All of these announcements has continued to push the stock higher. It has increased by 40% in the past month alone. There are only six analysts covering the company according to Thomson One Analytics and four according to Yahoo YHOO -0.33%! Finance all with a Buy rating. However, things could take a turn for the worse when the company is expected to report its earnings on May 11th. The projected year over year growth in earnings per share for the second quarter ending March 15this -128%. A year ago, GW reported -$0.49 for the second quarter and this year its estimated the company will deliver -$1.12. If investors are in this company for the short term, they will be disappointed. They will only want to see headlines that say “beat estimates” or see huge sales figures.
However, many shareholders seem to understand that this is a long term hold. They are waiting for the day that all these cannabinoid drugs will be through their various testing phases and on the market shelf. They will look to the many off-label uses that doctors will recognize. They know the drug will be a darling of legislators that want medicinal marijuana to be more like traditional medicine.

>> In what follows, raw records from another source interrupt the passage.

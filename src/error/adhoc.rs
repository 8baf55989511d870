use super::Error;

/// Error created from a formatted message.
#[derive(Debug)]
pub(super) struct AdhocError {
    message: Box<str>,
}

impl std::error::Error for AdhocError {}

impl core::fmt::Display for AdhocError {
    fn fmt(&self, f: &mut core::fmt::Formatter) -> core::fmt::Result {
        f.write_str(&self.message)
    }
}

impl Error {
    /// Creates an error from preformatted message arguments.
    ///
    /// Prefer the `err!` and `bail!` macros over calling this directly.
    pub fn from_args(args: core::fmt::Arguments<'_>) -> Error {
        let message = match args.as_str() {
            Some(s) => Box::from(s),
            None => std::fmt::format(args).into_boxed_str(),
        };
        Error::from(super::ErrorKind::Adhoc(AdhocError { message }))
    }
}
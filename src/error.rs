mod adhoc;
mod invalid_version;
mod merge_conflict;
mod parse;

use adhoc::AdhocError;
use invalid_version::InvalidVersionError;
use merge_conflict::MergeConflictError;
use parse::MappingParseError;
use std::sync::Arc;

/// Returns early with a formatted error.
#[macro_export]
macro_rules! bail {
    ($($arg:tt)*) => {
        return Err($crate::Error::from_args(format_args!($($arg)*)))
    };
}

/// Creates an error from a formatted message.
#[macro_export]
macro_rules! err {
    ($($arg:tt)*) => {
        $crate::Error::from_args(format_args!($($arg)*))
    };
}

/// An error that can occur while parsing, building, or merging a mapping.
#[derive(Clone)]
pub struct Error {
    inner: Option<Arc<ErrorInner>>,
}

#[derive(Debug)]
struct ErrorInner {
    kind: ErrorKind,
    cause: Option<Error>,
}

impl Error {
    /// Adds context to this error.
    ///
    /// Context is displayed in reverse order: the most recently added context
    /// is shown first, ending with the root cause.
    #[inline(always)]
    pub fn context(self, consequent: Error) -> Error {
        self.context_impl(consequent)
    }

    #[inline(never)]
    #[cold]
    fn context_impl(self, consequent: Error) -> Error {
        let mut err = consequent;
        if err.inner.is_none() {
            err = Error::from(ErrorKind::Unknown);
        }
        let inner = err.inner.as_mut().unwrap();
        assert!(
            inner.cause.is_none(),
            "consequent error must not already have a cause"
        );
        Arc::get_mut(inner).unwrap().cause = Some(self);
        err
    }

    fn chain(&self) -> impl Iterator<Item = &Error> {
        let mut err = self;
        core::iter::once(err).chain(core::iter::from_fn(move || {
            err = err.inner.as_ref().and_then(|inner| inner.cause.as_ref())?;
            Some(err)
        }))
    }

    fn kind(&self) -> &ErrorKind {
        self.inner
            .as_ref()
            .map(|inner| &inner.kind)
            .unwrap_or(&ErrorKind::Unknown)
    }
}

impl std::error::Error for Error {
    fn source(&self) -> Option<&(dyn std::error::Error + 'static)> {
        match self.kind() {
            ErrorKind::Anyhow(err) => Some(err.as_ref()),
            ErrorKind::MergeConflict(err) => Some(err),
            ErrorKind::MappingParse(err) => Some(err),
            ErrorKind::InvalidVersion(err) => Some(err),
            _ => None,
        }
    }
}

impl core::fmt::Display for Error {
    fn fmt(&self, f: &mut core::fmt::Formatter) -> core::fmt::Result {
        let mut it = self.chain().peekable();
        while let Some(err) = it.next() {
            core::fmt::Display::fmt(err.kind(), f)?;
            if it.peek().is_some() {
                f.write_str(": ")?;
            }
        }
        Ok(())
    }
}

impl core::fmt::Debug for Error {
    fn fmt(&self, f: &mut core::fmt::Formatter) -> core::fmt::Result {
        if !f.alternate() {
            core::fmt::Display::fmt(self, f)
        } else {
            let Some(ref inner) = self.inner else {
                return f.debug_struct("Error").field("kind", &"None").finish();
            };
            f.debug_struct("Error")
                .field("kind", &inner.kind)
                .field("cause", &inner.cause)
                .finish()
        }
    }
}

#[derive(Debug)]
enum ErrorKind {
    Anyhow(anyhow::Error),
    Adhoc(AdhocError),
    MergeConflict(MergeConflictError),
    MappingParse(MappingParseError),
    InvalidVersion(InvalidVersionError),
    Unknown,
}

impl core::fmt::Display for ErrorKind {
    fn fmt(&self, f: &mut core::fmt::Formatter) -> core::fmt::Result {
        use self::ErrorKind::*;

        match self {
            Anyhow(err) => core::fmt::Display::fmt(err, f),
            Adhoc(err) => core::fmt::Display::fmt(err, f),
            MergeConflict(err) => core::fmt::Display::fmt(err, f),
            MappingParse(err) => core::fmt::Display::fmt(err, f),
            InvalidVersion(err) => core::fmt::Display::fmt(err, f),
            Unknown => f.write_str("unknown mapping error"),
        }
    }
}

impl From<ErrorKind> for Error {
    fn from(kind: ErrorKind) -> Error {
        Error {
            inner: Some(Arc::new(ErrorInner { kind, cause: None })),
        }
    }
}

impl From<anyhow::Error> for Error {
    fn from(err: anyhow::Error) -> Error {
        Error::from(ErrorKind::Anyhow(err))
    }
}
use super::Error;

/// Error when two mapper nodes cannot be reconciled.
///
/// Raised by `Mapper::merge` when the other node is of an incompatible
/// variant, or when an attribute disagrees and is not relaxable under the
/// requested flags. Propagates out of a top-level tree merge unmodified;
/// there are no partial merges.
#[derive(Debug)]
pub(super) struct MergeConflictError {
    field: Box<str>,
    detail: Box<str>,
}

impl std::error::Error for MergeConflictError {}

impl core::fmt::Display for MergeConflictError {
    fn fmt(&self, f: &mut core::fmt::Formatter) -> core::fmt::Result {
        write!(f, "mapper [{}] cannot be merged: {}", self.field, self.detail)
    }
}

impl Error {
    /// Creates a merge conflict error for the named field.
    pub fn merge_conflict(field: impl Into<String>, detail: impl Into<String>) -> Error {
        Error::from(super::ErrorKind::MergeConflict(MergeConflictError {
            field: field.into().into(),
            detail: detail.into().into(),
        }))
    }

    /// Returns `true` if this error is a merge conflict.
    pub fn is_merge_conflict(&self) -> bool {
        matches!(self.kind(), super::ErrorKind::MergeConflict(_))
    }
}
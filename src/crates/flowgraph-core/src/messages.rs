//! Chat message types shared across the workspace.

use serde::{Deserialize, Serialize};

use crate::llm::ToolCall;

/// Who produced a message.
#[derive(Debug, Clone, Copy, PartialEq, Eq, Serialize, Deserialize)]
#[serde(rename_all = "snake_case")]
pub enum Role {
    System,
    Human,
    Ai,
    Tool,
}

/// A single conversation turn.
#[derive(Debug, Clone, Serialize, Deserialize)]
pub struct Message {
    pub role: Role,
    pub content: String,
    /// Tool invocations requested by an AI turn, if any.
    #[serde(default, skip_serializing_if = "Vec::is_empty")]
    pub tool_calls: Vec<ToolCall>,
    /// For tool results: the id of the call being answered.
    #[serde(default, skip_serializing_if = "Option::is_none")]
    pub tool_call_id: Option<String>,
}

impl Message {
    pub fn system(content: impl Into<String>) -> Self {
        Self::plain(Role::System, content)
    }

    pub fn human(content: impl Into<String>) -> Self {
        Self::plain(Role::Human, content)
    }

    pub fn ai(content: impl Into<String>) -> Self {
        Self::plain(Role::Ai, content)
    }

    /// A tool result answering the call identified by `tool_call_id`.
    pub fn tool(content: impl Into<String>, tool_call_id: impl Into<String>) -> Self {
        Self {
            role: Role::Tool,
            content: content.into(),
            tool_calls: Vec::new(),
            tool_call_id: Some(tool_call_id.into()),
        }
    }

    /// An AI turn that requests tool calls instead of (or alongside) text.
    pub fn ai_with_tool_calls(content: impl Into<String>, tool_calls: Vec<ToolCall>) -> Self {
        Self {
            role: Role::Ai,
            content: content.into(),
            tool_calls,
            tool_call_id: None,
        }
    }

    fn plain(role: Role, content: impl Into<String>) -> Self {
        Self {
            role,
            content: content.into(),
            tool_calls: Vec::new(),
            tool_call_id: None,
        }
    }
}

/// Append-style reducer for message histories.
pub fn add_messages(mut existing: Vec<Message>, update: Vec<Message>) -> Vec<Message> {
    existing.extend(update);
    existing
}
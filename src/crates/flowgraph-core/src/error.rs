//! Error types for graph construction, validation, and execution.
//!
//! All errors implement `std::error::Error` via the `thiserror` crate.
//! Validation errors come from `StateGraph::compile`; execution errors are
//! produced while a compiled graph is running.

use thiserror::Error;

/// Result type for graph operations.
pub type Result<T> = std::result::Result<T, GraphError>;

/// Errors that can occur during graph construction or execution.
#[derive(Debug, Error)]
pub enum GraphError {
    /// The graph structure is invalid (missing node, dangling edge, ...).
    #[error("graph validation failed: {0}")]
    Validation(String),

    /// A node's executor returned an error. The run is aborted; there is no
    /// recovery at this layer.
    #[error("node '{node}' execution failed: {error}")]
    NodeExecution {
        /// Name of the failing node.
        node: String,
        /// The underlying error message.
        error: String,
    },

    /// General execution error (step limit exceeded, unroutable state, ...).
    #[error("execution failed: {0}")]
    Execution(String),

    /// State could not be serialized or deserialized.
    #[error("serialization error: {0}")]
    Serialization(#[from] serde_json::Error),

    /// A session/state store operation failed.
    #[error("store error: {0}")]
    Store(String),

    /// Configuration error raised before any node executes.
    #[error("configuration error: {0}")]
    Configuration(String),
}

impl GraphError {
    /// Wrap an arbitrary error as a node execution failure.
    pub fn in_node(node: impl Into<String>, error: impl std::fmt::Display) -> Self {
        GraphError::NodeExecution {
            node: node.into(),
            error: error.to_string(),
        }
    }
}
//! Error types for prebuilt agents.

use thiserror::Error;

/// Result type for agent operations.
pub type Result<T> = std::result::Result<T, AgentError>;

/// Errors from building or running a prebuilt agent.
#[derive(Debug, Error)]
pub enum AgentError {
    /// Underlying graph construction or execution failure.
    #[error("graph error: {0}")]
    Graph(#[from] flowgraph_core::GraphError),

    /// Session history could not be loaded or saved.
    #[error("session error: {0}")]
    Session(String),

    /// The workflow finished without producing the expected output field.
    #[error("missing output: {0}")]
    MissingOutput(String),
}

If the company continues getting strong positive results from these studies, the stock will continue to move higher. Even if some patients aren’t helped, the ones the drugs do work on are patients that were getting no relief from any other treatments. A win win. It is one of the few marijuana stocks that is legitimate and delivers real results. So investors in GW should watch the earnings results, but focus on the study results – that’s what matters.